With the peace and good rains that came to Namibia in the 1990s, the Himba rebuilt their herds and, working with international activists, helped block a proposed hydro-electric dam that would have inundated ancestral lands along the Kunene. They also have benefited from new opportunities provided by the government of independent Namibia—mobile schools where Himba children learn English and conservancies that give Himba control of wildlife and tourism on their lands. Vengapi Tijvinda, a grandmother in her 50s, lived through this rebirth. In the 1980s she was making baskets for tourists.
Now she has returned to farming and raising cattle: “Life is still the same, but the children can read and write. I am a member of a conservancy, and now we can taste animal meat again”.
In 1996 the government of Namibia made it possible for the Himba to profit from increased wildlife populations through a program that allows them to manage their shared property as a registered conservancy. This programme—officially called the Community Based Natural Resource Management Programme—requires that a group wanting to form a conservancy establish its membership and define the limits of the land they share, write a constitution and elect a governing committee. When the group’s application is accepted by Namibia’s Ministry of Environment and Tourism, the conservancy begins to manage the wildlife and other resources on its land according to principles of sustainable use, while continuing with traditional farming. Because conservancies can also control tourism on their land, they are able to contract with commercial tour operators and establish their own tourist facilities. Because a healthy wildlife population is a big tourist attraction, illegal hunting is down, animal numbers are increasing, and efforts are going into maintaining the natural environment that supports wildlife. And perhaps most important, indigenous people like the Himba, whose lives were for generations largely controlled by outside governments, are regaining local control over the future of their communities.
Text adapted from National Geographic
  • barren: àrid / árido
  • breed: criar
  • grind: moldre / moler
  • cattle: bestiar / ganado
  • hides: pells d’animals / pieles de animales
  • herds: ramats / manadas
  • conservancy: espai protegit / espacio protegido

 

Reading comprehension

Choose the best answer according to the text. Only ONE answer is possible.

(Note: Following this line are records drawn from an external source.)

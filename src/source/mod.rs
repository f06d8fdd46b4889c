/// Input boundary: load raw CSV rows from the requested files.
use std::fs::File;
use std::io::ErrorKind;
use std::path::PathBuf;

use csv::ReaderBuilder;

use crate::report::ReportError;

/// Read and concatenate all rows from `paths`, in order.
///
/// A file that does not exist contributes zero rows; this is not an error.
/// Header detection is not done here — every row, header or data, is
/// returned as-is for the extractor to classify.
///
/// # Errors
///
/// Returns [`ReportError::Io`] if a file exists but cannot be opened, and
/// [`ReportError::Csv`] on a CSV-level read failure (malformed quoting,
/// invalid UTF-8, I/O mid-read).
pub fn load_rows(paths: &[PathBuf]) -> Result<Vec<Vec<String>>, ReportError> {
    let mut rows = Vec::new();
    for path in paths {
        let file = match File::open(path) {
            Ok(f) => f,
            Err(e) if e.kind() == ErrorKind::NotFound => continue,
            Err(source) => {
                return Err(ReportError::Io {
                    path: path.clone(),
                    source,
                });
            }
        };
        let mut reader = ReaderBuilder::new()
            .has_headers(false)
            .flexible(true)
            .from_reader(file);
        for record in reader.records() {
            let record = record?;
            rows.push(record.iter().map(str::to_owned).collect());
        }
    }
    Ok(rows)
}

#[cfg(test)]
mod tests {
    use std::io::Write;

    use super::*;

    fn write_csv(dir: &tempfile::TempDir, name: &str, content: &str) -> PathBuf {
        let path = dir.path().join(name);
        let mut f = File::create(&path).unwrap();
        f.write_all(content.as_bytes()).unwrap();
        path
    }

    #[test]
    fn test_load_rows_reads_all_rows() {
        let dir = tempfile::tempdir().unwrap();
        let path = write_csv(
            &dir,
            "phones.csv",
            "name,brand,price,rating\niphone 14,apple,799,4.7\n",
        );
        let rows = load_rows(&[path]).unwrap();
        assert_eq!(rows.len(), 2);
        assert_eq!(rows[0], vec!["name", "brand", "price", "rating"]);
        assert_eq!(rows[1], vec!["iphone 14", "apple", "799", "4.7"]);
    }

    #[test]
    fn test_load_rows_missing_file_contributes_nothing() {
        let dir = tempfile::tempdir().unwrap();
        let present = write_csv(&dir, "a.csv", "x,apple,1,4.0\n");
        let missing = dir.path().join("nope.csv");
        let rows = load_rows(&[missing, present]).unwrap();
        assert_eq!(rows.len(), 1);
    }

    #[test]
    fn test_load_rows_concatenates_in_order() {
        let dir = tempfile::tempdir().unwrap();
        let a = write_csv(&dir, "a.csv", "x,apple,1,4.0\n");
        let b = write_csv(&dir, "b.csv", "y,samsung,2,4.5\n");
        let rows = load_rows(&[a, b]).unwrap();
        assert_eq!(rows[0][1], "apple");
        assert_eq!(rows[1][1], "samsung");
    }

    #[test]
    fn test_load_rows_keeps_uneven_widths() {
        let dir = tempfile::tempdir().unwrap();
        let path = write_csv(&dir, "short.csv", "x,apple,1,4.0\nstub,apple\n");
        let rows = load_rows(&[path]).unwrap();
        assert_eq!(rows[1].len(), 2);
    }
}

1. The Himba people live in…
  • a rainy region densely populated.
  • a mountainous region with good farming conditions.
  • a dry region badly communicated.
  • a traditional region known for its lakes and rivers.
2. In Himba culture, children…
  • spend most of their time playing in the fields.
  • are taught traditional arts and crafts.
  • are in charge of looking after the cows.
  • play an important role in processing food.
3. According to the text, the Himba people…
  • had to face many adverse circumstances.
  • lost their identity during the German domination.
  • were forced to sell most of their cattle to South African rulers.
  • were given housing and farming land in Angola.
4. In the last decades life for the Himba…
  • has been troubled by monthly rains.
  • has improved in many ways.
  • has been difficult because of international activists.
  • has become much more expensive because of tourism.
5. At present, Vengapi Tijvinda…
  • devotes her time to traditional crafts.
  • has to work in the tourist sector.
  • is finally learning how to read and write.
  • has recovered her old way of life.
6. In a registered conservancy members are supposed…
  • to limit the increase of tourism.
  • to become commercial tour operators.
  • to preserve wildlife and traditional farming.
  • to refuse the property of the land.
7. The government of Namibia is now helping the Himba…
  • to learn how to live away from their land.
  • to control the influence of tourism.
  • to become more autonomous.
  • to defend themselves from wildlife.
8. The story of the Himba is best described as one of…
  • hardship and survival.
  • tradition and wealth.
  • happiness and dreams.
  • leisure and freedom.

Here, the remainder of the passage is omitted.